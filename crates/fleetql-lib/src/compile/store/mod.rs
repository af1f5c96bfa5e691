//! Relational store backend.
//!
//! Plans lower to a dialect-neutral [`Predicate`] tree over column references
//! and correlated subqueries. Columns of the filtered entity are qualified by
//! its table name, so the rendered SQL fits a `SELECT .. FROM <table> WHERE ..`
//! issued by the caller. Joined paths become `EXISTS` subqueries with aliases
//! `j1`, `j2`, .. local to each subquery.

mod dialect;
mod render;


use fleetql_core::{BackendPath, FieldCatalog, ValueType};
use serde::Serialize;

pub use dialect::{Database, Dialect, escape_with_backslash, escape_with_brackets};

use super::invariants::{ensure_column, ensure_joined, ensure_sub_catalog, untraversable};
use super::plan::{Check, Order, Plan, Quantifier, Test};
use crate::bind::{BoundValue, FieldRef};
use crate::parser::Piece;

/// Qualified column: `alias.name`.
#[derive(Debug, Clone, PartialEq, Eq)]
pub struct Column {
    pub alias: String,
    pub name: String,
}

impl Column {
    pub fn new(alias: impl Into<String>, name: impl Into<String>) -> Self {
        Self {
            alias: alias.into(),
            name: name.into(),
        }
    }
}

impl std::fmt::Display for Column {
    fn fmt(&self, f: &mut std::fmt::Formatter<'_>) -> std::fmt::Result {
        write!(f, "{}.{}", self.alias, self.name)
    }
}

#[derive(Debug, Clone, Copy, PartialEq, Eq)]
pub enum CompareOp {
    Eq,
    Ne,
    Gt,
    Ge,
    Lt,
    Le,
}

impl CompareOp {
    pub fn as_str(self) -> &'static str {
        match self {
            CompareOp::Eq => "=",
            CompareOp::Ne => "<>",
            CompareOp::Gt => ">",
            CompareOp::Ge => ">=",
            CompareOp::Lt => "<",
            CompareOp::Le => "<=",
        }
    }
}

impl From<Order> for CompareOp {
    fn from(order: Order) -> Self {
        match order {
            Order::Gt => CompareOp::Gt,
            Order::Ge => CompareOp::Ge,
            Order::Lt => CompareOp::Lt,
            Order::Le => CompareOp::Le,
        }
    }
}

/// Bound parameter.
#[derive(Debug, Clone, PartialEq, Serialize)]
#[serde(untagged)]
pub enum SqlValue {
    Text(String),
    Integer(i64),
    Number(f64),
    Boolean(bool),
}

impl std::fmt::Display for SqlValue {
    fn fmt(&self, f: &mut std::fmt::Formatter<'_>) -> std::fmt::Result {
        match self {
            SqlValue::Text(text) => write!(f, "'{}'", text.replace('\'', "''")),
            SqlValue::Integer(n) => write!(f, "{n}"),
            SqlValue::Number(n) => write!(f, "{n}"),
            SqlValue::Boolean(b) => write!(f, "{b}"),
        }
    }
}

#[derive(Debug, Clone, PartialEq)]
pub enum Predicate {
    /// `fold` wraps the column in `UPPER()`; the value is already upper-cased.
    Compare {
        column: Column,
        op: CompareOp,
        value: SqlValue,
        fold: bool,
    },
    Like {
        column: Column,
        pattern: Vec<Piece>,
        negated: bool,
        fold: bool,
    },
    In {
        column: Column,
        values: Vec<SqlValue>,
        negated: bool,
        fold: bool,
    },
    IsNull {
        column: Column,
        negated: bool,
    },
    /// Join condition.
    ColumnsEqual {
        left: Column,
        right: Column,
    },
    Exists(Box<Subquery>),
    Not(Box<Predicate>),
    And(Box<Predicate>, Box<Predicate>),
    Or(Box<Predicate>, Box<Predicate>),
}

impl Predicate {
    pub fn and(left: Predicate, right: Predicate) -> Self {
        Predicate::And(Box::new(left), Box::new(right))
    }

    pub fn or(left: Predicate, right: Predicate) -> Self {
        Predicate::Or(Box::new(left), Box::new(right))
    }

    #[allow(clippy::should_implement_trait)]
    pub fn not(inner: Predicate) -> Self {
        Predicate::Not(Box::new(inner))
    }

    pub fn exists(subquery: Subquery) -> Self {
        Predicate::Exists(Box::new(subquery))
    }
}

#[derive(Debug, Clone, PartialEq, Eq)]
pub struct Source {
    pub table: String,
    pub alias: String,
}

#[derive(Debug, Clone, PartialEq)]
pub struct Join {
    pub source: Source,
    pub on: Predicate,
}

/// `SELECT 1 FROM from JOIN .. WHERE filter`.
#[derive(Debug, Clone, PartialEq)]
pub struct Subquery {
    pub from: Source,
    pub joins: Vec<Join>,
    pub filter: Predicate,
}

/// Rendered SQL condition with its parameters in placeholder order.
#[derive(Debug, Clone, PartialEq, Serialize)]
pub struct SqlFragment {
    pub sql: String,
    pub params: Vec<SqlValue>,
}

/// Compiled store predicate, ready to render for its database.
#[derive(Debug, Clone, PartialEq)]
pub struct StorePredicate {
    predicate: Predicate,
    database: Database,
}

impl StorePredicate {
    pub fn new(predicate: Predicate, database: Database) -> Self {
        Self {
            predicate,
            database,
        }
    }

    pub fn predicate(&self) -> &Predicate {
        &self.predicate
    }

    pub fn database(&self) -> Database {
        self.database
    }

    pub fn to_sql(&self) -> SqlFragment {
        self.to_sql_with(&self.database)
    }

    /// Render with a custom dialect.
    pub fn to_sql_with(&self, dialect: &dyn Dialect) -> SqlFragment {
        render::render(&self.predicate, dialect)
    }
}

pub(crate) fn lower(plan: &Plan, catalog: &FieldCatalog, fold: bool) -> Predicate {
    Lowering { catalog, fold }.plan(plan)
}

struct Lowering<'a> {
    catalog: &'a FieldCatalog,
    fold: bool,
}

impl Lowering<'_> {
    fn plan(&self, plan: &Plan) -> Predicate {
        match plan {
            Plan::Check(check) => self.check(check),
            Plan::And(l, r) => Predicate::and(self.plan(l), self.plan(r)),
            Plan::Or(l, r) => Predicate::or(self.plan(l), self.plan(r)),
        }
    }

    fn check(&self, check: &Check) -> Predicate {
        let fold = self.fold && check.field.value_type() == ValueType::String;
        let scope = Scope::build(self.catalog, &check.field);
        let column = &scope.column;

        match check.quantifier {
            Quantifier::Holds => test(column, &check.test, false, fold),
            Quantifier::NullOrFails => match check.test {
                Test::Present => is_null(column, false),
                _ => Predicate::or(
                    is_null(column, false),
                    test(column, &check.test, true, fold),
                ),
            },
            Quantifier::Any => scope.exists(test(column, &check.test, false, fold)),
            Quantifier::NoneHold => {
                Predicate::not(scope.exists(test(column, &check.test, false, fold)))
            }
            Quantifier::EmptyOrAnyFails => Predicate::or(
                Predicate::not(scope.exists(is_null(column, true))),
                scope.exists(test(column, &check.test, true, fold)),
            ),
        }
    }
}

fn is_null(column: &Column, negated: bool) -> Predicate {
    Predicate::IsNull {
        column: column.clone(),
        negated,
    }
}

/// Single-row test, or its complement for non-null values when `negated`.
fn test(column: &Column, test: &Test, negated: bool, fold: bool) -> Predicate {
    let column = column.clone();
    match test {
        Test::Present => Predicate::IsNull {
            column,
            negated: !negated,
        },
        Test::Eq(value) => Predicate::Compare {
            column,
            op: if negated { CompareOp::Ne } else { CompareOp::Eq },
            value: sql_value(value, fold),
            fold,
        },
        Test::Like(pieces) => Predicate::Like {
            column,
            pattern: fold_pieces(pieces, fold),
            negated,
            fold,
        },
        Test::Order(order, value) => {
            let order = if negated { order.complement() } else { *order };
            Predicate::Compare {
                column,
                op: order.into(),
                value: sql_value(value, fold),
                fold,
            }
        }
        Test::In(values) => Predicate::In {
            column,
            values: values.iter().map(|v| sql_value(v, fold)).collect(),
            negated,
            fold,
        },
    }
}

fn sql_value(value: &BoundValue, fold: bool) -> SqlValue {
    match value {
        BoundValue::Text(text) if fold => SqlValue::Text(text.to_uppercase()),
        BoundValue::Integer(n) => SqlValue::Integer(*n),
        BoundValue::Number(n) => SqlValue::Number(*n),
        BoundValue::Boolean(b) => SqlValue::Boolean(*b),
        other => SqlValue::Text(other.to_text()),
    }
}

fn fold_pieces(pieces: &[Piece], fold: bool) -> Vec<Piece> {
    pieces
        .iter()
        .map(|piece| match piece {
            Piece::Text(text) if fold => Piece::Text(text.to_uppercase()),
            piece => piece.clone(),
        })
        .collect()
}

/// Tables a field path traverses, and the column holding its values.
struct Scope {
    sources: Vec<Join>,
    column: Column,
}

impl Scope {
    fn build(catalog: &FieldCatalog, field: &FieldRef) -> Self {
        let mut sources = Vec::new();
        let mut alias = catalog.table().to_string();
        let mut id_column = catalog.id_column().to_string();

        let (hops, leaf) = field.chain().split_at(field.chain().len() - 1);
        for hop in hops {
            let child = ensure_sub_catalog(hop);
            match hop.backend_path() {
                BackendPath::Reference { foreign_key } => {
                    let child_alias = alias_for(&sources);
                    sources.push(Join {
                        source: source(child.table(), &child_alias),
                        on: columns_equal(
                            Column::new(&child_alias, child.id_column()),
                            Column::new(&alias, foreign_key),
                        ),
                    });
                    alias = child_alias;
                }
                BackendPath::Rows { owner_column } => {
                    let child_alias = alias_for(&sources);
                    sources.push(Join {
                        source: source(child.table(), &child_alias),
                        on: columns_equal(
                            Column::new(&child_alias, owner_column),
                            Column::new(&alias, &id_column),
                        ),
                    });
                    alias = child_alias;
                }
                BackendPath::Link {
                    table,
                    owner_column,
                    child_column,
                } => {
                    let link_alias = alias_for(&sources);
                    sources.push(Join {
                        source: source(table, &link_alias),
                        on: columns_equal(
                            Column::new(&link_alias, owner_column),
                            Column::new(&alias, &id_column),
                        ),
                    });
                    let child_alias = alias_for(&sources);
                    sources.push(Join {
                        source: source(child.table(), &child_alias),
                        on: columns_equal(
                            Column::new(&child_alias, child.id_column()),
                            Column::new(&link_alias, child_column),
                        ),
                    });
                    alias = child_alias;
                }
                BackendPath::Column(_) | BackendPath::KeyValue { .. } => untraversable(hop),
            }
            id_column = child.id_column().to_string();
        }

        let leaf = &leaf[0];
        let column = match leaf.backend_path() {
            BackendPath::KeyValue {
                table,
                owner_column,
                key_column,
                value_column,
            } => {
                let map_alias = alias_for(&sources);
                let correlation = columns_equal(
                    Column::new(&map_alias, owner_column),
                    Column::new(&alias, &id_column),
                );
                let key = Predicate::Compare {
                    column: Column::new(&map_alias, key_column),
                    op: CompareOp::Eq,
                    value: SqlValue::Text(field.sub_key().unwrap_or_default().to_string()),
                    fold: false,
                };
                sources.push(Join {
                    source: source(table, &map_alias),
                    on: Predicate::and(correlation, key),
                });
                Column::new(map_alias, value_column)
            }
            _ => Column::new(alias, ensure_column(leaf)),
        };

        Self { sources, column }
    }

    /// `EXISTS` over the scope's rows that pass `filter`.
    fn exists(&self, filter: Predicate) -> Predicate {
        let (first, rest) = ensure_joined(&self.sources);
        Predicate::exists(Subquery {
            from: first.source.clone(),
            joins: rest.to_vec(),
            filter: Predicate::and(first.on.clone(), filter),
        })
    }
}

fn alias_for(sources: &[Join]) -> String {
    format!("j{}", sources.len() + 1)
}

fn source(table: &str, alias: &str) -> Source {
    Source {
        table: table.to_string(),
        alias: alias.to_string(),
    }
}

fn columns_equal(left: Column, right: Column) -> Predicate {
    Predicate::ColumnsEqual { left, right }
}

══════════════════════════════

How to complete this task :: Pick out the lines above that hold the string "FieldCatalog" and show them.

Task output ::
use fleetql_core::{BackendPath, FieldCatalog, ValueType};
pub(crate) fn lower(plan: &Plan, catalog: &FieldCatalog, fold: bool) -> Predicate {
    catalog: &'a FieldCatalog,
    fn build(catalog: &FieldCatalog, field: &FieldRef) -> Self {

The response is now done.